Tag: encode


Sunday Data/Statistics Link Roundup (9/9/12)

  1. Not necessarily statistics related, but pretty appropriate now that the school year is starting. Here is a little introduction to “how to google” (via Andrew J.). Being able to “just google it” and find answers for oneself without having to resort to asking folks is maybe the #1 most useful skill as a statistician. 
  2. A really nice presentation on interactive graphics with the googleVis package. I think one of the most interesting things about the presentation is that it was built with markdown/knitr/slidy (see slide 53). I am seeing more and more of these web-based presentations. I like them for a lot of reasons (ability to incorporate interactive graphics, easy sharing, etc.), although it is still harder than building a Powerpoint. I also wonder, what happens when you are trying to present somewhere that doesn’t have a good internet connection?
  3. We talked a lot about the ENCODE project this week. We had an interview with Steven Salzberg, then Rafa followed it up with a discussion of top-down vs. bottom-up science. Tons of data from the ENCODE project is now available, there is even a virtual machine with all the software used in the main analysis of the data that was just published. But my favorite quote/tweet/comment this week came from Leonid K. about a flawed/over the top piece trying to make a little too much of the ENCODE discoveries: “that’s a clown post, bro”.
  4. Another breathless post from the Chronicle about how there are “dozens of plagiarism cases being reported on Coursera”. Given that tens of thousands of people are taking the course, it would be shocking if there wasn’t plagiarism, but my guess is it is about the same rate you see in in-person classes. I will be using peer grading in my course, hopefully plagiarism software will be in place by then. 
  5. A New York Times article about a new book on visualizing data for scientists/engineers. I love all the attention data visualization is getting. I’ll take a look at the book for sure. I bet it says a lot of the same things Tufte said and a lot of the things Nathan Yau says in his book. This one may just be targeted at scientists/engineers. (link via Dan S.)
  6. Edo and co. are putting together a workshop on the analysis of social network data for NIPS in December. If you do this kind of stuff, it should be a pretty awesome crowd, so get your paper in by the Oct. 15th deadline!

Top-down versus bottom-up science: data analysis edition

In our most recent video, Steven Salzberg discusses the ENCODE project. Some of the advantages and disadvantages of top-down science are described.  Here, top-down refers to big coordinated projects like the Human Genome Project (HGP). In contrast, the approach of funding many small independent projects, via the R01 mechanism, is referred to as bottom-up. Note that for the cost of HGP we could have funded thousands of R01s. However it is not clear that without the HGP we would have had public sequence data as early as we did. As Steven points out, when it comes to data generation the economies of scale make big projects more efficient. But the same is not necessarily true for data analysis.
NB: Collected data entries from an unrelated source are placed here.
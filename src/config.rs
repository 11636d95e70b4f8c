use std::path::Path;

use thiserror::Error;

use crate::design::{DesignError, ExperimentDesign};
use crate::record::ParticipantId;
use crate::retry::RetryConfig;
use crate::rng::{fresh_seed, participant_seed};

#[derive(Debug, Error)]
pub enum ConfigError {
    #[error("cannot read design file {path}: {source}")]
    Io {
        path: String,
        #[source]
        source: std::io::Error,
    },
    #[error("cannot parse design file {path}: {source}")]
    Json {
        path: String,
        #[source]
        source: serde_json::Error,
    },
    #[error("invalid design: {0}")]
    Design(#[from] DesignError),
}

#[derive(Debug, Clone)]
pub struct ExperimentConfig {
    pub design: ExperimentDesign,
    /// When set, each participant's session seed derives from it.
    pub base_seed: Option<u64>,
    pub results_csv: String,
    pub questionnaire_csv: String,
    pub debrief_dir: String,
    pub archive_path: String,
    pub remote_url: Option<String>,
    pub remote_secret: Option<String>,
    pub remote_retry: RetryConfig,
    /// Consecutive remote failures before batches are skipped.
    pub remote_breaker_threshold: u32,
    /// Batches skipped while the breaker is open before probing again.
    pub remote_breaker_cooldown: u32,
}

impl Default for ExperimentConfig {
    fn default() -> Self {
        Self {
            design: ExperimentDesign::default(),
            base_seed: None,
            results_csv: "experiment_data_all.csv".to_string(),
            questionnaire_csv: "questionnaire_data_all.csv".to_string(),
            debrief_dir: ".".to_string(),
            archive_path: "experiment_sessions.sqlite".to_string(),
            remote_url: None,
            remote_secret: None,
            remote_retry: RetryConfig::default(),
            remote_breaker_threshold: 3,
            remote_breaker_cooldown: 5,
        }
    }
}

impl ExperimentConfig {
    pub fn from_env() -> Result<Self, ConfigError> {
        let defaults = Self::default();
        let mut design = match std::env::var("DESIGN_PATH") {
            Ok(path) => load_design(Path::new(&path))?,
            Err(_) => defaults.design.clone(),
        };
        design.rounds_per_phase = std::env::var("ROUNDS_PER_PHASE").ok().and_then(|v| v.parse().ok()).unwrap_or(design.rounds_per_phase);
        design.rewards.red = std::env::var("REWARD_RED").ok().and_then(|v| v.parse().ok()).unwrap_or(design.rewards.red);
        design.rewards.black = std::env::var("REWARD_BLACK").ok().and_then(|v| v.parse().ok()).unwrap_or(design.rewards.black);
        design.rewards.gold = std::env::var("REWARD_GOLD").ok().and_then(|v| v.parse().ok()).unwrap_or(design.rewards.gold);
        design.rewards.silver = std::env::var("REWARD_SILVER").ok().and_then(|v| v.parse().ok()).unwrap_or(design.rewards.silver);
        design.validate()?;

        let mut remote_retry = RetryConfig::default();
        remote_retry.max_retries = std::env::var("REMOTE_MAX_RETRIES").ok().and_then(|v| v.parse().ok()).unwrap_or(remote_retry.max_retries);
        remote_retry.base_delay_ms = std::env::var("REMOTE_BASE_DELAY_MS").ok().and_then(|v| v.parse().ok()).unwrap_or(remote_retry.base_delay_ms);

        Ok(Self {
            design,
            base_seed: std::env::var("EXPERIMENT_SEED").ok().and_then(|v| v.parse().ok()),
            results_csv: std::env::var("RESULTS_CSV").unwrap_or(defaults.results_csv),
            questionnaire_csv: std::env::var("QUESTIONNAIRE_CSV").unwrap_or(defaults.questionnaire_csv),
            debrief_dir: std::env::var("DEBRIEF_DIR").unwrap_or(defaults.debrief_dir),
            archive_path: std::env::var("ARCHIVE_PATH").unwrap_or(defaults.archive_path),
            remote_url: std::env::var("REMOTE_URL").ok().filter(|v| !v.trim().is_empty()),
            remote_secret: std::env::var("REMOTE_SECRET").ok().filter(|v| !v.is_empty()),
            remote_retry,
            remote_breaker_threshold: std::env::var("REMOTE_BREAKER_THRESHOLD").ok().and_then(|v| v.parse().ok()).unwrap_or(defaults.remote_breaker_threshold),
            remote_breaker_cooldown: std::env::var("REMOTE_BREAKER_COOLDOWN").ok().and_then(|v| v.parse().ok()).unwrap_or(defaults.remote_breaker_cooldown),
        })
    }

    /// Seed for a new session: pinned per participant when a base seed is
    /// configured, otherwise fresh entropy (recorded by the session).
    pub fn session_seed(&self, participant_id: &ParticipantId) -> u64 {
        match self.base_seed {
            Some(base) => participant_seed(base, participant_id.as_str()),
            None => fresh_seed(),
        }
    }
}

pub fn load_design(path: &Path) -> Result<ExperimentDesign, ConfigError> {
    let display = path.to_string_lossy().to_string();
    let raw = std::fs::read_to_string(path).map_err(|source| ConfigError::Io {
        path: display.clone(),
        source,
    })?;
    let design: ExperimentDesign = serde_json::from_str(&raw).map_err(|source| ConfigError::Json {
        path: display,
        source,
    })?;
    design.validate()?;
    Ok(design)
}

#[cfg(test)]
mod tests {
    use super::*;
    use crate::design::Phase;

    #[test]
    fn test_pinned_seed_is_per_participant() {
        let cfg = ExperimentConfig {
            base_seed: Some(2024),
            ..Default::default()
        };
        let a = ParticipantId::parse("1").unwrap();
        let b = ParticipantId::parse("2").unwrap();
        assert_eq!(cfg.session_seed(&a), cfg.session_seed(&a));
        assert_ne!(cfg.session_seed(&a), cfg.session_seed(&b));
    }

    #[test]
    fn test_load_design_file() {
        let dir = tempfile::TempDir::new().unwrap();
        let path = dir.path().join("design.json");
        let mut design = ExperimentDesign::default();
        design.phase_mut(Phase::Two).p_uncertain = 0.35;
        std::fs::write(&path, serde_json::to_string_pretty(&design).unwrap()).unwrap();
        let loaded = load_design(&path).unwrap();
        assert_eq!(loaded.phase(Phase::Two).p_uncertain, 0.35);
    }

    #[test]
    fn test_load_design_rejects_invalid_table() {
        let dir = tempfile::TempDir::new().unwrap();
        let path = dir.path().join("design.json");
        let mut design = ExperimentDesign::default();
        design.phase_mut(Phase::One).silver_odds = 0.2;
        std::fs::write(&path, serde_json::to_string(&design).unwrap()).unwrap();
        assert!(matches!(load_design(&path), Err(ConfigError::Design(_))));

        std::fs::write(&path, "{ not json").unwrap();
        assert!(matches!(load_design(&path), Err(ConfigError::Json { .. })));
        assert!(matches!(
            load_design(&dir.path().join("missing.json")),
            Err(ConfigError::Io { .. })
        ));
    }
}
Big projects like ENCODE and 1000 genomes include data analysis teams that work in coordination with the data producers.  It is true that very good teams are assembled and very good tools developed. But what if instead of holding the data under embargo until the first analysis is done and a paper (or 30) is published, the data was made publicly available with no restrictions and the scientific community was challenged to compete for data analysis and biological discovery R01s? I have no evidence that this would produce better science, but my intuition is that, at least in the case of data analysis, better methods would be developed. Here is my reasoning. Think of the best 100 data analysts in academia and consider the following two approaches:

1- Pick the best among the 100 and have a small group carefully coordinate with the data producers to develop data analysis methods.

2- Let all 100 take a whack at it and see what falls out.

In scenario 1 the selected group has artificial protection from competing approaches and there are less brains generating novel ideas. In scenario 2 the competition would be fierce and after several rounds of sharing ideas (via publications and conferences), groups would borrow from others and generate even better methods.

Note that the big projects do make the data available and R01s are awarded to develop analysis tools for these data. But this only happens after giving the consortium’s group a substantial head start. 

I have not participated in any of these consortia and perhaps I am being naive. So I am very interested to hear the opinions of others.